EXERCISE — Your answer must contain each line of the listing in which "ExplorerConfig" appears, copied in full.

STORED DATA —
☆ ☆ ☆ ☆ ☆

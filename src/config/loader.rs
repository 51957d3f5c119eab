//! Configuration loading from disk.

use std::fs;
use std::path::Path;

use thiserror::Error;

use crate::config::schema::{EnvironmentSetting, ExplorerConfig};
use crate::config::validation::{validate_config, ValidationError};

/// Error type for configuration loading.
#[derive(Debug, Error)]
pub enum ConfigError {
    #[error("IO error: {0}")]
    Io(std::io::Error),

    #[error("Parse error: {0}")]
    Parse(toml::de::Error),

    #[error("Validation failed: {}", join_errors(.0))]
    Validation(Vec<ValidationError>),
}

fn join_errors(errors: &[ValidationError]) -> String {
    errors
        .iter()
        .map(ToString::to_string)
        .collect::<Vec<_>>()
        .join(", ")
}

/// Command-line values that replace fields from the file.
#[derive(Debug, Clone, Default)]
pub struct ConfigOverrides {
    pub environment: Option<EnvironmentSetting>,
    pub artifact: Option<String>,
}

impl ConfigOverrides {
    fn apply(self, config: &mut ExplorerConfig) {
        if let Some(environment) = self.environment {
            config.environment = environment;
        }
        if let Some(artifact) = self.artifact {
            config.artifact.path = artifact;
        }
    }
}

/// Load and validate configuration from a TOML file.
pub fn load_config(path: &Path) -> Result<ExplorerConfig, ConfigError> {
    let config = read_config(path)?;
    validate_config(&config).map_err(ConfigError::Validation)?;
    Ok(config)
}

/// Read a TOML file without semantic validation.
pub fn read_config(path: &Path) -> Result<ExplorerConfig, ConfigError> {
    let content = fs::read_to_string(path).map_err(ConfigError::Io)?;
    toml::from_str(&content).map_err(ConfigError::Parse)
}

/// Parse and validate configuration from TOML text.
pub fn parse_config(content: &str) -> Result<ExplorerConfig, ConfigError> {
    let config: ExplorerConfig = toml::from_str(content).map_err(ConfigError::Parse)?;

    validate_config(&config).map_err(ConfigError::Validation)?;

    Ok(config)
}

/// Read the optional file, merge overrides, then validate the result once.
pub fn resolve_config(
    path: Option<&Path>,
    overrides: ConfigOverrides,
) -> Result<ExplorerConfig, ConfigError> {
    let mut config = match path {
        Some(path) => read_config(path)?,
        None => ExplorerConfig::default(),
    };
    overrides.apply(&mut config);

    validate_config(&config).map_err(ConfigError::Validation)?;

    Ok(config)
}
//! The `Chart` capability handle.
//!
//! # Responsibilities
//! - Convert screen coordinates to chart coordinates
//! - Describe the canvas layout a chart was built for
//!
//! # Design Decisions
//! - The conversion is an opaque boxed function; callers never see the layout
//! - Points outside the plotting area have no chart coordinate

use serde::{Deserialize, Serialize};
use std::fmt;

/// Result of screen to chart coordinates conversion.
#[derive(Debug, Clone, Copy, PartialEq, Serialize, Deserialize)]
pub struct Point {
    pub x: f64,
    pub y: f64,
}

type Convert = Box<dyn Fn((i32, i32)) -> Option<(f64, f64)> + Send + Sync>;

/// Opaque capability handle produced by the computational module.
pub struct Chart {
    convert: Convert,
}

impl Chart {
    /// Wrap an arbitrary screen-to-chart conversion.
    pub fn new<F>(convert: F) -> Self
    where
        F: Fn((i32, i32)) -> Option<(f64, f64)> + Send + Sync + 'static,
    {
        Self {
            convert: Box::new(convert),
        }
    }

    /// Build the linear conversion for a chart laid out on `frame`.
    pub fn from_frame(frame: &ChartFrame) -> Self {
        let area = frame.plot_area();
        let x_range = frame.x_range;
        let y_range = frame.y_range;

        Self::new(move |(x, y)| {
            let area = area?;
            if !area.contains(x, y) {
                return None;
            }
            let fx = f64::from(x - area.left) / f64::from(area.right - area.left);
            let fy = f64::from(y - area.top) / f64::from(area.bottom - area.top);
            // Screen y grows downwards, chart y grows upwards.
            Some((x_range.lerp(fx), y_range.max - fy * y_range.span()))
        })
    }

    /// Convert screen coordinates to chart coordinates.
    pub fn coord(&self, x: i32, y: i32) -> Option<Point> {
        (self.convert)((x, y)).map(|(x, y)| Point { x, y })
    }
}

impl fmt::Debug for Chart {
    fn fmt(&self, f: &mut fmt::Formatter<'_>) -> fmt::Result {
        f.debug_struct("Chart").finish_non_exhaustive()
    }
}

/// Value range of one chart axis.
#[derive(Debug, Clone, Copy, PartialEq, Serialize, Deserialize)]
pub struct AxisRange {
    pub min: f64,
    pub max: f64,
}

impl AxisRange {
    pub fn new(min: f64, max: f64) -> Self {
        Self { min, max }
    }

    pub fn span(&self) -> f64 {
        self.max - self.min
    }

    /// True when both bounds are finite and `min < max`.
    pub fn is_valid(&self) -> bool {
        self.min.is_finite() && self.max.is_finite() && self.min < self.max
    }

    fn lerp(&self, t: f64) -> f64 {
        self.min + t * self.span()
    }
}

/// Canvas layout of a chart.
#[derive(Debug, Clone, Serialize, Deserialize)]
#[serde(default)]
pub struct ChartFrame {
    /// Canvas width in pixels.
    pub width: u32,

    /// Canvas height in pixels.
    pub height: u32,

    /// Blank border around the chart.
    pub margin: u32,

    /// Height of the x label band below the plotting area.
    pub x_label_area: u32,

    /// Width of the y label band left of the plotting area.
    pub y_label_area: u32,

    pub x_range: AxisRange,
    pub y_range: AxisRange,
}

impl Default for ChartFrame {
    fn default() -> Self {
        Self {
            width: 800,
            height: 600,
            margin: 20,
            x_label_area: 10,
            y_label_area: 10,
            x_range: AxisRange::new(0.0, 1.0),
            y_range: AxisRange::new(0.0, 1.0),
        }
    }
}

impl ChartFrame {
    /// Pixel rectangle that holds plotted values, if the canvas leaves room for one.
    pub fn plot_area(&self) -> Option<PlotArea> {
        let left = i64::from(self.margin) + i64::from(self.y_label_area);
        let top = i64::from(self.margin);
        let right = i64::from(self.width) - i64::from(self.margin);
        let bottom =
            i64::from(self.height) - i64::from(self.margin) - i64::from(self.x_label_area);

        if right <= left || bottom <= top {
            return None;
        }

        Some(PlotArea {
            left: i32::try_from(left).ok()?,
            top: i32::try_from(top).ok()?,
            right: i32::try_from(right).ok()?,
            bottom: i32::try_from(bottom).ok()?,
        })
    }
}

/// Plotting rectangle in screen pixels. `right` and `bottom` are exclusive.
#[derive(Debug, Clone, Copy, PartialEq, Eq)]
pub struct PlotArea {
    pub left: i32,
    pub top: i32,
    pub right: i32,
    pub bottom: i32,
}

impl PlotArea {
    pub fn contains(&self, x: i32, y: i32) -> bool {
        (self.left..self.right).contains(&x) && (self.top..self.bottom).contains(&y)
    }
}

☆ ☆ ☆ ☆ ☆

FINAL ANSWER —
use crate::config::schema::{EnvironmentSetting, ExplorerConfig};
    fn apply(self, config: &mut ExplorerConfig) {
pub fn load_config(path: &Path) -> Result<ExplorerConfig, ConfigError> {
pub fn read_config(path: &Path) -> Result<ExplorerConfig, ConfigError> {
pub fn parse_config(content: &str) -> Result<ExplorerConfig, ConfigError> {
    let config: ExplorerConfig = toml::from_str(content).map_err(ConfigError::Parse)?;
) -> Result<ExplorerConfig, ConfigError> {
        None => ExplorerConfig::default(),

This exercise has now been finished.